At the same time, a number of buildings designed by Long and Kees have been demolished, such as the first Minneapolis Public Library (1889), the Minneapolis Corn Exchange, and Donaldson's Glass Block.

===Long and Long===
Anne C. and Frank B. Semple House in Minneapolis was designed by Long and Long.

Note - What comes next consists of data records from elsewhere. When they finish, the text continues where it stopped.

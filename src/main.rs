// SPDX-License-Identifier: MIT
//
// cssforge — configure CSS effects from the command line.
//
// This binary wires the library crates to a terminal:
//
//   forge-color   → color parsing and HSL math
//   forge-palette → schemes, shades, contrast
//   forge-css     → per-effect configs, formatters, store, command language
//
// Each input line flows through:
//
//   -e argument / stdin line → parse_command → execute(store)
//     → Outcome::Print → stdout
//     → Outcome::Copy  → Clipboard (OSC 52)
//
// Command errors are reported on stderr and the session carries on. When
// the commands came from `-e` or a pipe, any failed command makes the exit
// status 1 once everything has run.

mod clipboard;

use std::io::{self, BufRead, IsTerminal, Write};
use std::process::ExitCode;

use anyhow::{Context, Result, bail};
use clap::{ArgAction, Parser};
use forge_css::{GeneratorKind, Outcome, Store, execute, parse_command};
use tracing_subscriber::EnvFilter;

use crate::clipboard::{Clipboard, Osc52Clipboard};

/// Configure CSS effects and print ready-to-use CSS
#[derive(Parser)]
#[command(name = "cssforge")]
#[command(author, version)]
#[command(after_help = "EXAMPLES:
    # Print the default gradient
    cssforge -g gradient -e show

    # Tweak a transform and copy the result
    cssforge -g transform -e 'set rotate=45 origin=\"top left\"' -e show --copy

    # Script a session
    printf 'use border-radius\\npreset pill\\nshow\\n' | cssforge

Type `help` at the prompt for the command list.")]
struct Cli {
    /// Verbosity level (-v, -vv, -vvv)
    #[arg(short, long, action = ArgAction::Count)]
    verbose: u8,

    /// Generator to start on
    #[arg(short, long, value_name = "KIND", value_parser = str::parse::<GeneratorKind>)]
    generator: Option<GeneratorKind>,

    /// Run a command instead of reading stdin (repeatable, runs in order)
    #[arg(short, long = "exec", value_name = "COMMAND")]
    exec: Vec<String>,

    /// Copy the active generator's CSS to the clipboard when done
    #[arg(long)]
    copy: bool,

    /// Print the active generator's configuration as JSON when done
    #[arg(long)]
    json: bool,
}

fn main() -> ExitCode {
    match run() {
        Ok(()) => ExitCode::SUCCESS,
        Err(e) => {
            eprintln!("Error: {e:#}");
            ExitCode::FAILURE
        }
    }
}

fn run() -> Result<()> {
    let cli = Cli::parse();
    setup_tracing(cli.verbose);

    let mut store = Store::new();
    if let Some(kind) = cli.generator {
        store.set_active(kind);
    }

    let mut session = Session {
        store,
        clipboard: Osc52Clipboard::new(io::stdout()),
        out: io::stdout(),
        failures: 0,
    };

    let stdin = io::stdin();
    let interactive = cli.exec.is_empty() && stdin.is_terminal();

    if cli.exec.is_empty() {
        session.read_lines(stdin.lock(), interactive)?;
    } else {
        for line in &cli.exec {
            if session.run_line(line)? == Flow::Quit {
                break;
            }
        }
    }

    if cli.json {
        let active = session.store.active();
        let json = serde_json::to_string_pretty(&session.store.config_json(active)?)?;
        writeln!(session.out, "{json}").context("failed to write to stdout")?;
    }
    if cli.copy {
        let css = session.store.render_active().to_string();
        if !session.clipboard.copy(&css) {
            bail!("could not write to the clipboard");
        }
    }

    if session.failures > 0 && !interactive {
        bail!("{} command(s) failed", session.failures);
    }
    Ok(())
}

/// Set up tracing/logging based on verbosity level
fn setup_tracing(verbose: u8) {
    let filter = match verbose {
        0 => "warn",
        1 => "info",
        2 => "debug",
        _ => "trace",
    };

    tracing_subscriber::fmt()
        .with_env_filter(EnvFilter::try_from_default_env().unwrap_or_else(|_| filter.into()))
        .with_writer(io::stderr)
        .init();
}

// ---------------------------------------------------------------------------
// Session
// ---------------------------------------------------------------------------

#[derive(Debug, Clone, Copy, PartialEq, Eq)]
enum Flow {
    Continue,
    Quit,
}

/// One run of the program: the store plus where its output goes.
struct Session<C, W> {
    store: Store,
    clipboard: C,
    out: W,
    failures: usize,
}

impl<C: Clipboard, W: Write> Session<C, W> {
    /// Parse and run one line. Command errors are reported and counted;
    /// only I/O failures are returned.
    fn run_line(&mut self, line: &str) -> Result<Flow> {
        tracing::debug!(line, "running command");
        let outcome = parse_command(line).and_then(|command| execute(&mut self.store, command));

        match outcome {
            Ok(Outcome::Silent) => {}
            Ok(Outcome::Print(text)) => {
                writeln!(self.out, "{text}").context("failed to write to stdout")?;
            }
            Ok(Outcome::Copy(text)) => {
                if !self.clipboard.copy(&text) {
                    eprintln!("error: could not write to the clipboard");
                    self.failures += 1;
                }
            }
            Ok(Outcome::Quit) => return Ok(Flow::Quit),
            Err(err) => {
                eprintln!("error: {err}");
                self.failures += 1;
            }
        }
        Ok(Flow::Continue)
    }

    /// Run lines from `input` until it ends or `quit`. Blank lines and
    /// lines starting with `#` are skipped.
    fn read_lines(&mut self, input: impl BufRead, interactive: bool) -> Result<()> {
        if interactive {
            self.prompt()?;
        }
        for line in input.lines() {
            let line = line.context("failed to read stdin")?;
            let trimmed = line.trim();
            if !trimmed.is_empty()
                && !trimmed.starts_with('#')
                && self.run_line(trimmed)? == Flow::Quit
            {
                break;
            }
            if interactive {
                self.prompt()?;
            }
        }
        Ok(())
    }

    fn prompt(&mut self) -> Result<()> {
        write!(self.out, "{}> ", self.store.active()).context("failed to write to stdout")?;
        self.out.flush().context("failed to flush stdout")
    }
}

===Long, Lamoreaux and Long===
The Lincoln Bank Building, Minneapolis YMCA Central Building, Minnesota Linseed Oil Company, and the east wing of the Minneapolis Grain Exchange in Minneapolis and the Pence Automobile Company Warehouse in Fargo, North Dakota were designed by Long, Lamoreaux and Long, and are listed on the National Register of Historic Places.

===Franklin Long===
Franklin Long is credited with the first Farmers and Mechanics Savings Bank building at 115 S. 4th St. in Minneapolis and the Pence Automobile Company Building in Minneapolis.